ABOUT THIS TASK: Show every line of the data that includes the word "units".
● ● ●
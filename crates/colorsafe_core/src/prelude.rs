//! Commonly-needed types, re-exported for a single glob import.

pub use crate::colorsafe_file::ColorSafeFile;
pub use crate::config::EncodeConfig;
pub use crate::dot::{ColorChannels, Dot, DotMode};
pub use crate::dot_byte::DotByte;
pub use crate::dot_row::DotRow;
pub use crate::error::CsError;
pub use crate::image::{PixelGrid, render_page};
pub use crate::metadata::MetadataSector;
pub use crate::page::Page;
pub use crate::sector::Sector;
● ● ●
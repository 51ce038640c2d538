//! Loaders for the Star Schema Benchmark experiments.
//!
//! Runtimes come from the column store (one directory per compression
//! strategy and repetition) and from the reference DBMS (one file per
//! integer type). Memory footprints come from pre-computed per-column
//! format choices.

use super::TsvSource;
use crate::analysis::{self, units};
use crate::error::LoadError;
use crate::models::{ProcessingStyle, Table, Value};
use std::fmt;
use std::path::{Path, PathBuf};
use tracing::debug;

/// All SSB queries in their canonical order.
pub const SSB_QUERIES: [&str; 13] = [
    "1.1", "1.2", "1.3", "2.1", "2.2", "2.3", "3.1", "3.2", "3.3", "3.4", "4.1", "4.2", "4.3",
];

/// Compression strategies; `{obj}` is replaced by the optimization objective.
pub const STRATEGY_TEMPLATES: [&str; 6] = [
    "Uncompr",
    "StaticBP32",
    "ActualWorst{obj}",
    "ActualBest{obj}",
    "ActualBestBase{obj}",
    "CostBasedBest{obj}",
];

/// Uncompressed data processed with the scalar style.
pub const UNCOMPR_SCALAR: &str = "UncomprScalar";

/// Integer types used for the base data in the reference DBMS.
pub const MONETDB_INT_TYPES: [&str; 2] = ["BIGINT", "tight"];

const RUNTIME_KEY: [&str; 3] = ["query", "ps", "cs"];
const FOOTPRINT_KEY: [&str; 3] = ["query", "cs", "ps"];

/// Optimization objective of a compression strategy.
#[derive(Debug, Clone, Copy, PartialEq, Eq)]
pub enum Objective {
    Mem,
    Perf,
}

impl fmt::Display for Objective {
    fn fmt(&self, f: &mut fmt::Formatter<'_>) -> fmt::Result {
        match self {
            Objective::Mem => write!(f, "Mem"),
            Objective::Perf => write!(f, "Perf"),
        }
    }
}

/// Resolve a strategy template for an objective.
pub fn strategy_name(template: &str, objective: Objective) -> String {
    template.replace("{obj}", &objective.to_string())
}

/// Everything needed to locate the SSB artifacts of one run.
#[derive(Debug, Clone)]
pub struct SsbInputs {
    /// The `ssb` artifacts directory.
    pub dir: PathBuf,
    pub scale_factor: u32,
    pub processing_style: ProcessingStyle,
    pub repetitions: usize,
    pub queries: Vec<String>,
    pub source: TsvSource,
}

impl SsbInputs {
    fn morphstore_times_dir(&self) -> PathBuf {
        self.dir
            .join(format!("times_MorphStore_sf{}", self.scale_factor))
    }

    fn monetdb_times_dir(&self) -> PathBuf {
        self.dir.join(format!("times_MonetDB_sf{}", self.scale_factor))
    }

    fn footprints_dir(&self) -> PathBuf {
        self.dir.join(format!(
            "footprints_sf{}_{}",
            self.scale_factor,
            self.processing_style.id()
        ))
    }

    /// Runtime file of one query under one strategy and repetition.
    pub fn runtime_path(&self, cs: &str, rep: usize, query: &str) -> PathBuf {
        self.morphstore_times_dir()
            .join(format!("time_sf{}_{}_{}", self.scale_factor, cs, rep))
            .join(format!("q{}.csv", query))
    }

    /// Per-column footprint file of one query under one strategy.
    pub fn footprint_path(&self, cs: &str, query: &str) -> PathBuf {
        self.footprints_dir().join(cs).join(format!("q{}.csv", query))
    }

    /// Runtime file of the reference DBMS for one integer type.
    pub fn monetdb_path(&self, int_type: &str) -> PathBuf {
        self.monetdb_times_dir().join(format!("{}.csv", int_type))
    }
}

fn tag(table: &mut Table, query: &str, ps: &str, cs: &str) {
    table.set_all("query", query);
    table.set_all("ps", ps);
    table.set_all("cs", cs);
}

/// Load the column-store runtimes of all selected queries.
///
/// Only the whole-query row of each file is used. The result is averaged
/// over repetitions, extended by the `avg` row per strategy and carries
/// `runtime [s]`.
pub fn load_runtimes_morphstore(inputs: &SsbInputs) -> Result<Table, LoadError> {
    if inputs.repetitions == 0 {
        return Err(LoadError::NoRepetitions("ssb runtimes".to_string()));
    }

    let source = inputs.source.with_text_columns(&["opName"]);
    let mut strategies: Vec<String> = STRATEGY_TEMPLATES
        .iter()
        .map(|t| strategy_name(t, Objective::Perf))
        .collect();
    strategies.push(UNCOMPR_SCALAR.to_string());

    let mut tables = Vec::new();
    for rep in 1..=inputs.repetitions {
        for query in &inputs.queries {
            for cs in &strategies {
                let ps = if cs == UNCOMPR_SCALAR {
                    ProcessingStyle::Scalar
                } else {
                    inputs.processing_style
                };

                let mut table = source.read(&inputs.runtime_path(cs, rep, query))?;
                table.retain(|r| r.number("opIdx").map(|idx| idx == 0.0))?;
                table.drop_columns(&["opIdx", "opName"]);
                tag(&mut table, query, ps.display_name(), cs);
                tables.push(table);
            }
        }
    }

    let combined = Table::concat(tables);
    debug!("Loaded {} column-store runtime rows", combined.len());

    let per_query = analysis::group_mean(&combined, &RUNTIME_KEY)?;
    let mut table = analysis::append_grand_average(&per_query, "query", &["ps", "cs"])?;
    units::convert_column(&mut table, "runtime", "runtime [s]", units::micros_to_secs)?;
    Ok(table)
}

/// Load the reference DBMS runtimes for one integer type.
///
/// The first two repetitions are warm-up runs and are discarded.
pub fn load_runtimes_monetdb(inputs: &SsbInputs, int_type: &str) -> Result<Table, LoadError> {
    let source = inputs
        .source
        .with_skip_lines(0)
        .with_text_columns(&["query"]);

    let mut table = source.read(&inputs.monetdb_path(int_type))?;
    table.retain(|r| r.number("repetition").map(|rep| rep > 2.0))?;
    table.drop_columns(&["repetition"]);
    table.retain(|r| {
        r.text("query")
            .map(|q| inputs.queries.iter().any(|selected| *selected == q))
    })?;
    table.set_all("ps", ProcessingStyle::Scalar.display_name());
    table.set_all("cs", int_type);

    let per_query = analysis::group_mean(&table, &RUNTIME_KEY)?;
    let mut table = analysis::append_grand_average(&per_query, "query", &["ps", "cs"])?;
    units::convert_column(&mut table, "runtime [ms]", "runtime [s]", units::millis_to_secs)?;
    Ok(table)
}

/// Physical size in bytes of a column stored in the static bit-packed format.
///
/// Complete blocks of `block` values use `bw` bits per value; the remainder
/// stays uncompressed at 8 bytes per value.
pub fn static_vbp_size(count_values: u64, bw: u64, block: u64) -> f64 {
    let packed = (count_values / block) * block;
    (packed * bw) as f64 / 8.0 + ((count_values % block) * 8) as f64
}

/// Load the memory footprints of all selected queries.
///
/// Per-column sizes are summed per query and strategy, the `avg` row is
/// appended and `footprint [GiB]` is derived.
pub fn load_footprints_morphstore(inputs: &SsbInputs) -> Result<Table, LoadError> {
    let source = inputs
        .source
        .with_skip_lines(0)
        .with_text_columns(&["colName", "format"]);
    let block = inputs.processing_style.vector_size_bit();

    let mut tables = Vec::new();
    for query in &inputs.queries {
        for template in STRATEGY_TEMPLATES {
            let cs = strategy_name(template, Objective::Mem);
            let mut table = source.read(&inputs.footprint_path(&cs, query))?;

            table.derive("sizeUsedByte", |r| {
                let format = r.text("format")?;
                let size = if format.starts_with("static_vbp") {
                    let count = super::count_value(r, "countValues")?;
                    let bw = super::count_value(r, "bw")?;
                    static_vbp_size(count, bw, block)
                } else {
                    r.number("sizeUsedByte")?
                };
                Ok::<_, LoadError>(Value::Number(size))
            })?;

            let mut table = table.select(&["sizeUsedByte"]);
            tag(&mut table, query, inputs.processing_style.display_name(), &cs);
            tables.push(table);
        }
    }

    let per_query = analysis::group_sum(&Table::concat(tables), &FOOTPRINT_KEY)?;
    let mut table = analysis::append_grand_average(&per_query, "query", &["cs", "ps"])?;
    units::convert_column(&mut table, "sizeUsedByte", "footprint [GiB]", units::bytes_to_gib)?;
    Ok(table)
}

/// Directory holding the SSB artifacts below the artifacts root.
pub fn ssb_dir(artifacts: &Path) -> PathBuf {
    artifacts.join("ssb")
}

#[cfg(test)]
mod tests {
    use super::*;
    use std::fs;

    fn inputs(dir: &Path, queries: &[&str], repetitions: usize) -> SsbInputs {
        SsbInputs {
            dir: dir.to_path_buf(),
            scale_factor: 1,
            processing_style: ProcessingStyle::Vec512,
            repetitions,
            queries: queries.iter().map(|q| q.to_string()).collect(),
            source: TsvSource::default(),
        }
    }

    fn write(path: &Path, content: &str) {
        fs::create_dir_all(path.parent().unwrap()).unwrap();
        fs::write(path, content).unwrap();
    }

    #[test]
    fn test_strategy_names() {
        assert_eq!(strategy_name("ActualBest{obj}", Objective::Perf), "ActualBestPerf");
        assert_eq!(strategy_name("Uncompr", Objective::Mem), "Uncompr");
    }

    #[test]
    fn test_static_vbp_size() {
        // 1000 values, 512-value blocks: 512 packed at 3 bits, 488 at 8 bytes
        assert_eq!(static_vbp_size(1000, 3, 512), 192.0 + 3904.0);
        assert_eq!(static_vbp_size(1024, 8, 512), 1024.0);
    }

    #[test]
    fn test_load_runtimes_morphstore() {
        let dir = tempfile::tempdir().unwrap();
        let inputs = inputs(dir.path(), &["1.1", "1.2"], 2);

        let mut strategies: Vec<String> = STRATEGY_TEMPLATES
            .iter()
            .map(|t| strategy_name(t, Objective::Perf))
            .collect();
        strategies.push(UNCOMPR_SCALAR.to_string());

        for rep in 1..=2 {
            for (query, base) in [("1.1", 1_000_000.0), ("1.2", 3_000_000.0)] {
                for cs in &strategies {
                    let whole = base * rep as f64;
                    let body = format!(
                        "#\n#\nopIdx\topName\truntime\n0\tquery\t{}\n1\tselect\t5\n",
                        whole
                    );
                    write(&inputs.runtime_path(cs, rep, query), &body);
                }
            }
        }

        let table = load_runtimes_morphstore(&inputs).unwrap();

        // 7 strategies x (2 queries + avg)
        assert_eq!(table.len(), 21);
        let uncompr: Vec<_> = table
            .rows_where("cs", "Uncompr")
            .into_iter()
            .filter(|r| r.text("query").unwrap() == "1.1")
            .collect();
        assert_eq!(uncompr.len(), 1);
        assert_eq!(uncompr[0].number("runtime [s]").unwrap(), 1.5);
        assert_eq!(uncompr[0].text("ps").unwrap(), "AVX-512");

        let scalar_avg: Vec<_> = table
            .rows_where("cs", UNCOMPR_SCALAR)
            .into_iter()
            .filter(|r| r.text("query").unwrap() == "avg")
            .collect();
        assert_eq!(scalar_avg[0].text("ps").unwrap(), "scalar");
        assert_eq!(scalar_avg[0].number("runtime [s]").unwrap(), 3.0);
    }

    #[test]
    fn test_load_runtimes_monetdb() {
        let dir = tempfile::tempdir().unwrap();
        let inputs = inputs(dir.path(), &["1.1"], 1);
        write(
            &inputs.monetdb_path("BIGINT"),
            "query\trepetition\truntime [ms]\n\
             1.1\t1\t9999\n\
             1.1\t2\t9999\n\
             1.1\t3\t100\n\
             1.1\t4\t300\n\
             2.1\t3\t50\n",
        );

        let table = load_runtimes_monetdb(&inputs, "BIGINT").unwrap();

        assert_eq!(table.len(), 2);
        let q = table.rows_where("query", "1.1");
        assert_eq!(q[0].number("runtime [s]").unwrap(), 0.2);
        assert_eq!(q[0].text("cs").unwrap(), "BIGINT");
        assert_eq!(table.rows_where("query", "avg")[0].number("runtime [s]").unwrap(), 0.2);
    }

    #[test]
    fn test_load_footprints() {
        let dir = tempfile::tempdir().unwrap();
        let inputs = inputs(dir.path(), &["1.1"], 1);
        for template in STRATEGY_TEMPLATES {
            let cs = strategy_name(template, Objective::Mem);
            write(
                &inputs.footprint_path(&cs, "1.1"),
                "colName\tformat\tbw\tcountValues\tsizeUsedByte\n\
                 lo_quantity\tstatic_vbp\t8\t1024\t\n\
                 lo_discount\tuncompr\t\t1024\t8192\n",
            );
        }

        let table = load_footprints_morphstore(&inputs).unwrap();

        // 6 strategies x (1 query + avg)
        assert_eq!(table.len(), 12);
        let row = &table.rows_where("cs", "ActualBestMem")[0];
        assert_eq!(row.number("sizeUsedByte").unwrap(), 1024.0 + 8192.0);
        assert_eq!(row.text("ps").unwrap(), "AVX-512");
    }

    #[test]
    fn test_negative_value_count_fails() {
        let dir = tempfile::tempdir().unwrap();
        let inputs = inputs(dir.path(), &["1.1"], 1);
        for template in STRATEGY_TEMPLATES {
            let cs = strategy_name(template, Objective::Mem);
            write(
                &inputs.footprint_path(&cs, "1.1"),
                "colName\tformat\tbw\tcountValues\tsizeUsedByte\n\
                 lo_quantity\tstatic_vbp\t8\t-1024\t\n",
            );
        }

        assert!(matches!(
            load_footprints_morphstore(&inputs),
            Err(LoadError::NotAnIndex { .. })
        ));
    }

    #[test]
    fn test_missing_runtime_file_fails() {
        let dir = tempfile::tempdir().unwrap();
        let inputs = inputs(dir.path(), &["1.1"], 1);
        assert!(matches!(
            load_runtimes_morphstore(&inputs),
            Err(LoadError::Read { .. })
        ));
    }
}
● ● ●
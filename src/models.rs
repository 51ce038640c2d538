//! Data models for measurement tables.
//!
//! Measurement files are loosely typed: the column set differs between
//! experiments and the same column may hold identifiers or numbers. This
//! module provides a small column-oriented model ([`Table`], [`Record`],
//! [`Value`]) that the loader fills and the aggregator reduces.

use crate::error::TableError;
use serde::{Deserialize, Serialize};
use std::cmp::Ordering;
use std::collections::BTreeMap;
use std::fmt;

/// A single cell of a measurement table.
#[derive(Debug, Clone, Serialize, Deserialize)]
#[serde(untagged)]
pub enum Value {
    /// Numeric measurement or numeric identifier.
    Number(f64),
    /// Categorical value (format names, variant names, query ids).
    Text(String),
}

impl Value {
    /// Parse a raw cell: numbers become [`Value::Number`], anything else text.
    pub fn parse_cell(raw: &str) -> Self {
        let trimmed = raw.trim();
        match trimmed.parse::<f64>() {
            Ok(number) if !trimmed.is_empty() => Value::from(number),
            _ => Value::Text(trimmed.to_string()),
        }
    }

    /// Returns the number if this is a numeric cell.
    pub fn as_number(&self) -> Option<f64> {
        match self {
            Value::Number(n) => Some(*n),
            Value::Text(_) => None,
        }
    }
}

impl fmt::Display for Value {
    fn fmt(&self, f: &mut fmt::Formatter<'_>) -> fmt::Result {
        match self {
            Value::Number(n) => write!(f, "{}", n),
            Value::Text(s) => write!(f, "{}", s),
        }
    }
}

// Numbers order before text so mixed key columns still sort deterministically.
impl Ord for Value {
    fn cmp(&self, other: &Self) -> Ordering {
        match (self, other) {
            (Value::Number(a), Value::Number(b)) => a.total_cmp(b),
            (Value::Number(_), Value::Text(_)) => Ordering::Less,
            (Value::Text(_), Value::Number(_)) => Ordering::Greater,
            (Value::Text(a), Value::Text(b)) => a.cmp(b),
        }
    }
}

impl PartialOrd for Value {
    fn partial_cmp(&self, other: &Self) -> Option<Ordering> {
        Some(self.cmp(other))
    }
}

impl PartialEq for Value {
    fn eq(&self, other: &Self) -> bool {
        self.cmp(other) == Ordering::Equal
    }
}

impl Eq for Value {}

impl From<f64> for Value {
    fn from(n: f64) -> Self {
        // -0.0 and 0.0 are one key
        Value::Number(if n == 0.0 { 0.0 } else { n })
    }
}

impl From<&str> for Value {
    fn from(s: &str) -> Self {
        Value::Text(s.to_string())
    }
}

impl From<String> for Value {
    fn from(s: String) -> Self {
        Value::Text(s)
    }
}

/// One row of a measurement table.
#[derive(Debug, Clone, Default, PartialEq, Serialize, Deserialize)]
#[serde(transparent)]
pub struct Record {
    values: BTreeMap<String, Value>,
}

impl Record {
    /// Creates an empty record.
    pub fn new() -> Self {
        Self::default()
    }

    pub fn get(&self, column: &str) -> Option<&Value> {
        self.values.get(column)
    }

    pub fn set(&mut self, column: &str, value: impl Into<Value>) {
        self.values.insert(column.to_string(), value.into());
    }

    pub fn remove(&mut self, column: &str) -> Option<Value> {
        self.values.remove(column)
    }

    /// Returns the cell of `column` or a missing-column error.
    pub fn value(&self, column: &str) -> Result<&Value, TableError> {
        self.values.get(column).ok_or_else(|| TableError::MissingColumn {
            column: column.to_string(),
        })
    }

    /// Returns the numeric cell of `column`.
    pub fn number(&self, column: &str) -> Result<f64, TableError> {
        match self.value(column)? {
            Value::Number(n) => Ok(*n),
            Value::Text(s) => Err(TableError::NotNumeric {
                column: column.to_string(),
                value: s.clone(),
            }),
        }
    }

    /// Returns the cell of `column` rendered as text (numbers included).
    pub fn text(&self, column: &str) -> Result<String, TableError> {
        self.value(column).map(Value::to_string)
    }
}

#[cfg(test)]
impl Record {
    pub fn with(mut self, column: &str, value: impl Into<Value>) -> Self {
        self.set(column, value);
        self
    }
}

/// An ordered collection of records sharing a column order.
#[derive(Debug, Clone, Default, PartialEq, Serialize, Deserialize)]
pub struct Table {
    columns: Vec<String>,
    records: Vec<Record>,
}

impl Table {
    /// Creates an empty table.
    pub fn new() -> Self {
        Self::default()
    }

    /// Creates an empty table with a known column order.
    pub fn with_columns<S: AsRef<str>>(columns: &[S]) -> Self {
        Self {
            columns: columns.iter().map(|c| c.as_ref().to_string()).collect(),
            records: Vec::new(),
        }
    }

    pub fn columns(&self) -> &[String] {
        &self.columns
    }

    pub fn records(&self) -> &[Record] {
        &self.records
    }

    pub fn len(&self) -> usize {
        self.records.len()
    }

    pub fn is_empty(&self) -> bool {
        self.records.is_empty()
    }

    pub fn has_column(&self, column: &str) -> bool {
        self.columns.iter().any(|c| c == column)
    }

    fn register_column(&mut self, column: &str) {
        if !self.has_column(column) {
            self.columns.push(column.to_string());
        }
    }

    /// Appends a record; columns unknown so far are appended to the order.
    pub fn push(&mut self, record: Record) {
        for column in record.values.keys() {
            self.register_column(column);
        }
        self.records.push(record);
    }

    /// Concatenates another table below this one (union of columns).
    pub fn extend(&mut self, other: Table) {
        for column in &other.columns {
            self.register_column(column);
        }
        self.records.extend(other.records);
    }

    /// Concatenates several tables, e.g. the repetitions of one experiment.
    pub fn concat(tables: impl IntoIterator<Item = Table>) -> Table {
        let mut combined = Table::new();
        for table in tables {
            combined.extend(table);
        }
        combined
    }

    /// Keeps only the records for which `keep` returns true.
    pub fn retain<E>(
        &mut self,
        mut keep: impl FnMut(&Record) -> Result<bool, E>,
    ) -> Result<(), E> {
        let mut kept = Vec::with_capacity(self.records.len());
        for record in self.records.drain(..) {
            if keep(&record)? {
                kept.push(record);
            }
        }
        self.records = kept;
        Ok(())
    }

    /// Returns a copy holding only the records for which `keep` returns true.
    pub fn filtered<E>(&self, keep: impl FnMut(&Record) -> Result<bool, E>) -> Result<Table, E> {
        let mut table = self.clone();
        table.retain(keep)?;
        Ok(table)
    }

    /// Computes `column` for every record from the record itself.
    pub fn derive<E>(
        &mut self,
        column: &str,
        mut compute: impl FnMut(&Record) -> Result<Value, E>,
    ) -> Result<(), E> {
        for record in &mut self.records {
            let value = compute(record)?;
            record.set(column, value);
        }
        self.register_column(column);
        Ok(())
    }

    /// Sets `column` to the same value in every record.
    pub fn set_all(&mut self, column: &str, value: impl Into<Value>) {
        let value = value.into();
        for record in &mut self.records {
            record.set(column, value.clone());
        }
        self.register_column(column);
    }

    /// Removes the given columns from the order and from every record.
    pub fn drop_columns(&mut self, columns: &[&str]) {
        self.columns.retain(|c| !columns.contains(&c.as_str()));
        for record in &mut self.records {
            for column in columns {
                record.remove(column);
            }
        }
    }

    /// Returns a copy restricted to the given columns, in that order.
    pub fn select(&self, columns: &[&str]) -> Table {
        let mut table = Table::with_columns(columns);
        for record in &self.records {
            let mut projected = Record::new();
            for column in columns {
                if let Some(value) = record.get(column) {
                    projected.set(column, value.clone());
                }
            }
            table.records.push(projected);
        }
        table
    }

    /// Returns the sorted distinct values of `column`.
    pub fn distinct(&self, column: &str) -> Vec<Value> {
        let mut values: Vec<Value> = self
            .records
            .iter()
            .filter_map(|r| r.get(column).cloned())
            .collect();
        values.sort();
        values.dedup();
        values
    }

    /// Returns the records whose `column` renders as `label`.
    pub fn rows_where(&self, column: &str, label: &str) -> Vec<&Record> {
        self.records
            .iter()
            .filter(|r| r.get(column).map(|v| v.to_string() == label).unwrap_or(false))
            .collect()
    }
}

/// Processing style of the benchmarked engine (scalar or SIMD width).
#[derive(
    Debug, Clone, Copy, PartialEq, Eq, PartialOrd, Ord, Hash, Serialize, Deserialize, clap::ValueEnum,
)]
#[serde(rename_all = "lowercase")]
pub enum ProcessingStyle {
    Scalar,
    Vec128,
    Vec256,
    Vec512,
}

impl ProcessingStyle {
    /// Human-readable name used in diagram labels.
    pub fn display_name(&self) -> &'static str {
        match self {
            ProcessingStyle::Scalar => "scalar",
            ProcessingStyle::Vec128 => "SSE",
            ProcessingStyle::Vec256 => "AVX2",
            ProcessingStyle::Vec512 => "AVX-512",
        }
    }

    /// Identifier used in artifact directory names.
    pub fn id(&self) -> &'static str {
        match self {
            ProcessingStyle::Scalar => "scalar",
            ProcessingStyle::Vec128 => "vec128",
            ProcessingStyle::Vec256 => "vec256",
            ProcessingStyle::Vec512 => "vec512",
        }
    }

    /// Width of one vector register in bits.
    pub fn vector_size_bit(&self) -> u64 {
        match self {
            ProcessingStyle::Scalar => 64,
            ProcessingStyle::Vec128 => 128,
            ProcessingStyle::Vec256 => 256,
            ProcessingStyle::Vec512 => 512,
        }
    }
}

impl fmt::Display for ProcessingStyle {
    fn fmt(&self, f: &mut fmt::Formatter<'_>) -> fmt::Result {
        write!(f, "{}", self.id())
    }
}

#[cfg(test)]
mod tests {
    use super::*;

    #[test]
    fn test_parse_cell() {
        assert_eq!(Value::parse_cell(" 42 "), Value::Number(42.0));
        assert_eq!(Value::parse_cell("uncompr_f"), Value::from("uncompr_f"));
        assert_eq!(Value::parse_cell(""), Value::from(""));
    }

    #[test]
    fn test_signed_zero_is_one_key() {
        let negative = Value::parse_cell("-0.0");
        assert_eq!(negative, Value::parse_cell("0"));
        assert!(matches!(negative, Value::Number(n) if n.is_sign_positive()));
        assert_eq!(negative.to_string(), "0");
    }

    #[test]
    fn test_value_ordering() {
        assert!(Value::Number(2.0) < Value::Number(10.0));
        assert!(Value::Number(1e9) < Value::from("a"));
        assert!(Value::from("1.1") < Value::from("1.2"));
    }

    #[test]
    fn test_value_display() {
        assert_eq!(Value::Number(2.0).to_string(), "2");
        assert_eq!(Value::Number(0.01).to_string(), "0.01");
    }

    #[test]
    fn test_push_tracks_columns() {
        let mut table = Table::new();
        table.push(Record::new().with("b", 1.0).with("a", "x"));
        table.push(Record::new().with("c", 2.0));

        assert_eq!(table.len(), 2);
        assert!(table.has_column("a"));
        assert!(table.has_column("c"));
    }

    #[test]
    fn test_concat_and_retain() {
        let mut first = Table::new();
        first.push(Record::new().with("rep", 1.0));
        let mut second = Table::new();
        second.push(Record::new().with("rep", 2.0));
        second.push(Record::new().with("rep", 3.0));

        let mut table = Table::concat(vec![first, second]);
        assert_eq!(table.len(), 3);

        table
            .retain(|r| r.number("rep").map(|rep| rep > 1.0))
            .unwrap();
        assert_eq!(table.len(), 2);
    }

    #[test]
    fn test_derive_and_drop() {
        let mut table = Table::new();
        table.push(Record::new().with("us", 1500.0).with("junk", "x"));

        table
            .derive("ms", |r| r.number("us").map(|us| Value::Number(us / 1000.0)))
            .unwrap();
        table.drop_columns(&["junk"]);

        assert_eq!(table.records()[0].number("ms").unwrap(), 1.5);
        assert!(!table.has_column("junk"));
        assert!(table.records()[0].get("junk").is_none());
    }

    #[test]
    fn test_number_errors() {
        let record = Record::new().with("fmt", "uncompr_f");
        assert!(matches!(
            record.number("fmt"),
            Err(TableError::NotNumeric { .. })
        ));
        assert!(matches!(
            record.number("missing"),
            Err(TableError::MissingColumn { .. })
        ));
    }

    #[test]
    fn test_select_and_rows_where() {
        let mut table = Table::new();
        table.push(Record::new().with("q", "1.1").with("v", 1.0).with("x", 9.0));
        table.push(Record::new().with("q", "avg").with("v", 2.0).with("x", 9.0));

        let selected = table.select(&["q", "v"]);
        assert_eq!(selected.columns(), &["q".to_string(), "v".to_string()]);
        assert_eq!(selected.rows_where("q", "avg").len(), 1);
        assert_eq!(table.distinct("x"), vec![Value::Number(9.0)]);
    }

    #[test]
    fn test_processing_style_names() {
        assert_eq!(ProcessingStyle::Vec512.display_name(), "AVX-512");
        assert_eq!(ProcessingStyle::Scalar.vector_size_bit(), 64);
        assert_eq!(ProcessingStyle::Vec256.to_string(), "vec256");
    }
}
● ● ●
ANSWER SECTION:
use crate::analysis::{self, units};
    units::convert_column(&mut table, "runtime", "runtime [s]", units::micros_to_secs)?;
    units::convert_column(&mut table, "runtime [ms]", "runtime [s]", units::millis_to_secs)?;
    units::convert_column(&mut table, "sizeUsedByte", "footprint [GiB]", units::bytes_to_gib)?;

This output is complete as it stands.